Jantámos já noite, de luz acesa -- na rua, claro -- e toda a gente conversou enquanto devorava as ditas.
Quando aqui cheguei ao sofá pensei que não ia conseguir escrever nada, de tal forma estava cheia de sono. É que hoje, para mal dos meus pecados, a alvorada tinha sido, uma vez mais, com as galinhas. E, também para mal dos meus pecados, não apenas, de véspera, tinha ido para a cama a horas inconfessáveis como tinha ido sem sono. Portanto, foi mais uma noite de descanso insucedido. Enquanto eles cá estão, estou bem, sem sono ou cansaço. A alegria de os ter juntos e alegres na companhia uns dos outros é tanta que qualquer vestígio de cansaço se dissipa na íntegra. Mal viram costas e chego ao sofá, volta em força. Chama-se a isto falta de férias. E, para esse padecimento, só há um tratamento possível: férias.
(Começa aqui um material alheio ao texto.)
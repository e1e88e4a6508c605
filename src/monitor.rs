use anyhow::Result;
use std::fmt::Write as _;
use std::sync::{mpsc, Arc, Mutex};
use std::thread::JoinHandle;
use std::time::Duration;

use crate::analysis::{SwingAnalyzer, SwingReport};
use crate::classify::Classification;
use crate::renderer::RendererClient;
use crate::source::SwingSource;

#[derive(Debug, Clone, Copy, PartialEq, Eq, Default)]
pub enum OutputFormat {
    #[default]
    Text,
    Json,
}

#[derive(Debug, Clone, Copy, Default, PartialEq, Eq)]
pub struct MonitorStats {
    pub analyzed: usize,
    pub failed: usize,
}

/// Pulls swings from a source, analyzes them and prints the reports.
pub struct SwingMonitor<S: SwingSource> {
    source: S,
    analyzer: SwingAnalyzer,
    output: OutputFormat,
    renderer: Option<Arc<Mutex<RendererClient>>>,
    /// Renderer pushes still in flight.
    pushes: Vec<JoinHandle<()>>,
    poll_interval: Duration,
    stats: MonitorStats,
}

impl<S: SwingSource> SwingMonitor<S> {
    pub fn new(source: S, analyzer: SwingAnalyzer, output: OutputFormat) -> Self {
        Self::with_renderer(source, analyzer, output, None)
    }

    pub fn with_renderer(
        source: S,
        analyzer: SwingAnalyzer,
        output: OutputFormat,
        mut renderer: Option<RendererClient>,
    ) -> Self {
        if let Some(ref mut client) = renderer {
            match client.connect() {
                Ok(()) => log::info!("[RENDERER] Ready to send trajectories"),
                Err(e) => log::info!(
                    "[RENDERER] Renderer not available at startup: {}. Will retry on each swing.",
                    e
                ),
            }
        }

        Self {
            source,
            analyzer,
            output,
            renderer: renderer.map(|c| Arc::new(Mutex::new(c))),
            pushes: Vec::new(),
            poll_interval: Duration::from_millis(10),
            stats: MonitorStats::default(),
        }
    }

    pub fn stats(&self) -> MonitorStats {
        self.stats
    }

    /// Run until Ctrl+C or until the source is exhausted.
    pub fn run(&mut self) -> Result<MonitorStats> {
        let (tx, rx) = mpsc::channel();
        ctrlc::set_handler(move || {
            let _ = tx.send(());
        })?;
        self.run_until(&rx)
    }

    pub fn run_until(&mut self, stop: &mpsc::Receiver<()>) -> Result<MonitorStats> {
        self.source.connect()?;

        loop {
            if stop.try_recv().is_ok() {
                println!();
                println!("Stopping...");
                break;
            }

            match self.source.read_swing() {
                Ok(Some(swing)) => {
                    if let Some(report) = self.process(&swing) {
                        self.print_report(&report);
                        self.push_to_renderer(report);
                    }
                }
                Ok(None) if self.source.is_exhausted() => break,
                Ok(None) => std::thread::sleep(self.poll_interval),
                Err(e) => {
                    log::warn!("Error reading swing: {}", e);
                    std::thread::sleep(self.poll_interval);
                }
            }
        }

        self.finish_pushes();
        if let Some(ref client) = self.renderer {
            if let Ok(mut client) = client.lock() {
                client.disconnect();
            }
        }

        log::info!(
            "[MONITOR] {} swings analyzed, {} failed",
            self.stats.analyzed,
            self.stats.failed
        );
        Ok(self.stats)
    }

    /// Analyze one swing; failures are logged and counted.
    pub fn process(&mut self, swing: &crate::swing::SwingMeasurement) -> Option<SwingReport> {
        match self.analyzer.analyze(swing) {
            Ok(report) => {
                self.stats.analyzed += 1;
                Some(report)
            }
            Err(e) => {
                self.stats.failed += 1;
                log::warn!("[MONITOR] Swing rejected: {}", e);
                None
            }
        }
    }

    fn print_report(&self, report: &SwingReport) {
        match self.output {
            OutputFormat::Json => match serde_json::to_string(report) {
                Ok(line) => println!("{}", line),
                Err(e) => log::warn!("[MONITOR] Failed to serialize report: {}", e),
            },
            OutputFormat::Text => print!("{}", format_report(report)),
        }
    }

    /// Wait for every pending renderer push.
    fn finish_pushes(&mut self) {
        for handle in self.pushes.drain(..) {
            if handle.join().is_err() {
                log::warn!("[RENDERER] Push thread panicked");
            }
        }
    }

    fn push_to_renderer(&mut self, report: SwingReport) {
        let Some(ref client) = self.renderer else {
            return;
        };
        let client = Arc::clone(client);
        self.pushes.retain(|h| !h.is_finished());

        let handle = std::thread::spawn(move || {
            let rt = match tokio::runtime::Runtime::new() {
                Ok(rt) => rt,
                Err(e) => {
                    log::warn!("[RENDERER] Failed to start runtime: {}", e);
                    return;
                }
            };
            rt.block_on(async move {
                let Ok(mut client) = client.lock() else {
                    log::warn!("[RENDERER] Failed to acquire client lock");
                    return;
                };
                match client.send_report(&report).await {
                    Ok(()) => log::info!("[RENDERER] Trajectory sent"),
                    Err(e) => {
                        let error_str = e.to_string();
                        if error_str.contains("refused")
                            || error_str.contains("Timeout")
                            || error_str.contains("not established")
                        {
                            log::debug!("[RENDERER] Could not send (renderer may not be running): {}", error_str);
                        } else {
                            log::warn!("[RENDERER] Failed to send trajectory: {}", e);
                        }
                    }
                }
            });
        });
        self.pushes.push(handle);
    }
}

/// Human-readable report block.
pub fn format_report(report: &SwingReport) -> String {
    let mut out = String::new();
    let rule = "-".repeat(48);
    let flight = &report.flight;

    // Writing to a String cannot fail
    let _ = writeln!(out);
    let _ = writeln!(out, "{}", rule);
    let cluster = match (&report.classification, &report.cluster) {
        (_, None) | (Classification::Unknown, _) => "unclassified".to_string(),
        (Classification::Exact { .. }, Some(c)) => format!("#{} {}", c.id, c.name),
        (Classification::Nearest { distance, .. }, Some(c)) => {
            format!("#{} {} (nearest, distance {:.2})", c.id, c.name, distance)
        }
    };
    let _ = writeln!(out, "  Club:         {}", report.club_type.code());
    let _ = writeln!(out, "  Swing type:   {}", cluster);

    if !report.six_axis.is_empty() {
        let _ = writeln!(out, "  Six-axis:");
        for s in &report.six_axis {
            let _ = writeln!(out, "    {:<28} {:>7.2}  -> {:>5.1}", s.axis.label(), s.value, s.score);
        }
    }

    if let Some(face) = &report.face {
        let _ = writeln!(
            out,
            "  Face angle:   {:+.2}° (model {:+.2}°)",
            face.actual_face_angle, face.predicted_face_angle
        );
        for d in &face.baseline_deltas {
            let _ = writeln!(out, "    {:<28} {:+.2}°", d.phase.name(), d.delta);
        }
    }

    for f in &report.success_factors {
        let actual = f
            .actual
            .map(|a| format!("{:.1}", a))
            .unwrap_or_else(|| "-".to_string());
        let _ = writeln!(
            out,
            "  {} {:<32} {} {} (target {:.1}..{:.1})",
            if f.within_band { "✓" } else { "✗" },
            f.feature.key(),
            actual,
            f.unit,
            f.band_min,
            f.band_max
        );
    }

    let _ = writeln!(
        out,
        "  Launch:       {:.1}°  {:.1} yd/s  start {:+.1}°  axis {:+.1}°",
        flight.adjustment.launch_deg,
        flight.launch_speed,
        flight.start_direction_deg,
        flight.spin_axis_deg
    );
    let landing = flight.landing();
    let _ = writeln!(
        out,
        "  Carry:        {:.0} yd ({:?}), apex {:.1} yd, side {:+.1} yd, {:.1} s",
        flight.adjustment.carry_yd,
        flight.adjustment.condition,
        flight.apex(),
        landing.x,
        flight.flight_time()
    );
    if let Some(rest) = report.full_path.as_ref().and_then(|p| p.last()) {
        let _ = writeln!(out, "  Total:        {:.0} yd", rest.x.hypot(rest.z));
    }
    let _ = writeln!(out, "{}", rule);
    out
}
No meio destas minhas azáfamas e little afazeres ainda nem prestei atenção às autárquicas. Os cartazes já por aí andam mas parece que o espírito da coisa ainda não baixou em mim. Acho que já tenho claro em quem vou votar mas, ainda assim, gostava de conhecer as alternativas.
Mas há com cada cartaz... Em alguns casos é o mau gosto da pose ou o ridículo excesso de photoshop tirando vinte anos aos visados, noutros é o próprio fácies dos próprios que não ajuda.
Sei que não o devia revelar pois há coisas que, a priori, se sabe que não são especialmente bem comportadas ou politicamente correctas. Mas ninguém aqui é perfeito nem tenta fazer-se passar por isso. Portanto, vou contar.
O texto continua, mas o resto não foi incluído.